> EXERCISE OBJECTIVE: Give back exactly the lines that run from the beginning of the entries to the line containing "for movie_id in", both included, and nothing else.

> SUPPLIED DATA:
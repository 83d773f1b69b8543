//! Favorites routes
//!
//! Add and remove are idempotent and always succeed. The detail listing
//! fetches every favorite from upstream and skips individual failures
//! (a favorite deleted upstream must not break the rest of the list).

use axum::extract::{Path, State};
use axum::routing::{get, post};
use axum::{Json, Router};
use serde::{Deserialize, Serialize};
use serde_json::{Value, json};
use tracing::warn;

use crate::models::Movie;
use crate::AppState;

pub fn router() -> Router<AppState> {
    Router::new()
        .route("/movies/add", post(add_favorite))
        .route("/movies/remove", post(remove_favorite))
        .route("/:user_id/movies", get(user_favorites))
}

#[derive(Debug, Deserialize)]
pub struct FavoriteAction {
    pub user_id: u64,
    pub movie_id: i64,
}

/// Favorite listing with full movie metadata
#[derive(Debug, Serialize)]
pub struct FavoritesResponse {
    pub success: bool,
    pub results: Vec<Movie>,
}

/// Add a movie to a user's favorites
pub async fn add_favorite(
    State(state): State<AppState>,
    Json(action): Json<FavoriteAction>,
) -> Json<Value> {
    state.favorites.add(action.user_id, action.movie_id);
    Json(json!({
        "success": true,
        "message": "Movie added to favorites"
    }))
}

/// Remove a movie from a user's favorites
pub async fn remove_favorite(
    State(state): State<AppState>,
    Json(action): Json<FavoriteAction>,
) -> Json<Value> {
    state.favorites.remove(action.user_id, action.movie_id);
    Json(json!({
        "success": true,
        "message": "Movie removed from favorites"
    }))
}

/// List a user's favorites with full metadata
///
/// Per-item upstream failures are logged and excluded; partial results are
/// still a success, never a whole-operation failure.
pub async fn user_favorites(
    State(state): State<AppState>,
    Path(user_id): Path<u64>,
) -> Json<FavoritesResponse> {
    let mut results = Vec::new();

    for movie_id in state.favorites.list(user_id) {
        match state.tmdb.movie_detail(movie_id).await {
            Ok(raw) => results.push(Movie::normalize(
                &raw,
                &state.settings.tmdb_image_base_url,
            )),
            Err(err) => {
                warn!("Skipping favorite {} for user {}: {}", movie_id, user_id, err);
            }
        }
    }

    Json(FavoritesResponse {
        success: true,
        results,
    })
}
//! Application settings loaded from environment variables

use anyhow::Result;
use std::env;

/// Settings shared by the whole process
#[derive(Debug, Clone)]
pub struct Settings {
    /// TMDB API credential, attached to every upstream request
    pub tmdb_api_key: String,
    /// TMDB API base URL
    pub tmdb_base_url: String,
    /// Base URL prepended to poster paths
    pub tmdb_image_base_url: String,
    /// Fixed deadline for upstream requests, in seconds
    pub tmdb_timeout_seconds: u64,
    /// Allowed frontend origins for CORS
    pub frontend_origins: Vec<String>,
    /// HS256 signing secret for session tokens
    pub jwt_secret: String,
    /// Session token lifetime in seconds
    pub jwt_expires_seconds: u64,
    /// Socket address the server binds to
    pub bind_addr: String,
}

impl Settings {
    /// Create Settings from environment variables
    ///
    /// # Environment Variables
    /// - `TMDB_API_KEY`: upstream API credential (required)
    /// - `TMDB_BASE_URL`: upstream base URL (default: TMDB v3)
    /// - `TMDB_IMAGE_BASE_URL`: poster image base (default: w500 size)
    /// - `TMDB_TIMEOUT_SECONDS`: upstream request deadline (default: 10)
    /// - `FRONTEND_ORIGIN`: comma-separated allowed origins
    /// - `JWT_SECRET`: token signing secret (default: "changeme")
    /// - `JWT_EXPIRES_SECONDS`: token lifetime (default: 86400)
    /// - `BIND_ADDR`: listen address (default: "0.0.0.0:8000")
    pub fn from_env() -> Result<Self> {
        let tmdb_api_key = env::var("TMDB_API_KEY")
            .map_err(|_| anyhow::anyhow!("TMDB_API_KEY environment variable not set"))?;

        let tmdb_base_url = env::var("TMDB_BASE_URL")
            .unwrap_or_else(|_| "https://api.themoviedb.org/3".to_string());

        let tmdb_image_base_url = env::var("TMDB_IMAGE_BASE_URL")
            .unwrap_or_else(|_| "https://image.tmdb.org/t/p/w500".to_string());

        let tmdb_timeout_seconds = env::var("TMDB_TIMEOUT_SECONDS")
            .ok()
            .and_then(|s| s.parse().ok())
            .unwrap_or(10);

        let frontend_origins = match env::var("FRONTEND_ORIGIN") {
            Ok(raw) => raw
                .split(',')
                .map(str::trim)
                .filter(|o| !o.is_empty())
                .map(str::to_string)
                .collect(),
            Err(_) => vec![
                "http://localhost:3000".to_string(),
                "http://localhost:5173".to_string(),
            ],
        };

        let jwt_secret = env::var("JWT_SECRET").unwrap_or_else(|_| "changeme".to_string());

        let jwt_expires_seconds = env::var("JWT_EXPIRES_SECONDS")
            .ok()
            .and_then(|s| s.parse().ok())
            .unwrap_or(60 * 60 * 24);

        let bind_addr = env::var("BIND_ADDR").unwrap_or_else(|_| "0.0.0.0:8000".to_string());

        Ok(Self {
            tmdb_api_key,
            tmdb_base_url,
            tmdb_image_base_url,
            tmdb_timeout_seconds,
            frontend_origins,
            jwt_secret,
            jwt_expires_seconds,
            bind_addr,
        })
    }
}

> ANSWER SECTION:
repository 83d773f1b69b8543
//! Favorites routes
//!
//! Add and remove are idempotent and always succeed. The detail listing
//! fetches every favorite from upstream and skips individual failures
//! (a favorite deleted upstream must not break the rest of the list).

use axum::extract::{Path, State};
use axum::routing::{get, post};
use axum::{Json, Router};
use serde::{Deserialize, Serialize};
use serde_json::{Value, json};
use tracing::warn;

use crate::models::Movie;
use crate::AppState;

pub fn router() -> Router<AppState> {
    Router::new()
        .route("/movies/add", post(add_favorite))
        .route("/movies/remove", post(remove_favorite))
        .route("/:user_id/movies", get(user_favorites))
}

#[derive(Debug, Deserialize)]
pub struct FavoriteAction {
    pub user_id: u64,
    pub movie_id: i64,
}

/// Favorite listing with full movie metadata
#[derive(Debug, Serialize)]
pub struct FavoritesResponse {
    pub success: bool,
    pub results: Vec<Movie>,
}

/// Add a movie to a user's favorites
pub async fn add_favorite(
    State(state): State<AppState>,
    Json(action): Json<FavoriteAction>,
) -> Json<Value> {
    state.favorites.add(action.user_id, action.movie_id);
    Json(json!({
        "success": true,
        "message": "Movie added to favorites"
    }))
}

/// Remove a movie from a user's favorites
pub async fn remove_favorite(
    State(state): State<AppState>,
    Json(action): Json<FavoriteAction>,
) -> Json<Value> {
    state.favorites.remove(action.user_id, action.movie_id);
    Json(json!({
        "success": true,
        "message": "Movie removed from favorites"
    }))
}

/// List a user's favorites with full metadata
///
/// Per-item upstream failures are logged and excluded; partial results are
/// still a success, never a whole-operation failure.
pub async fn user_favorites(
    State(state): State<AppState>,
    Path(user_id): Path<u64>,
) -> Json<FavoritesResponse> {
    let mut results = Vec::new();

    for movie_id in state.favorites.list(user_id) {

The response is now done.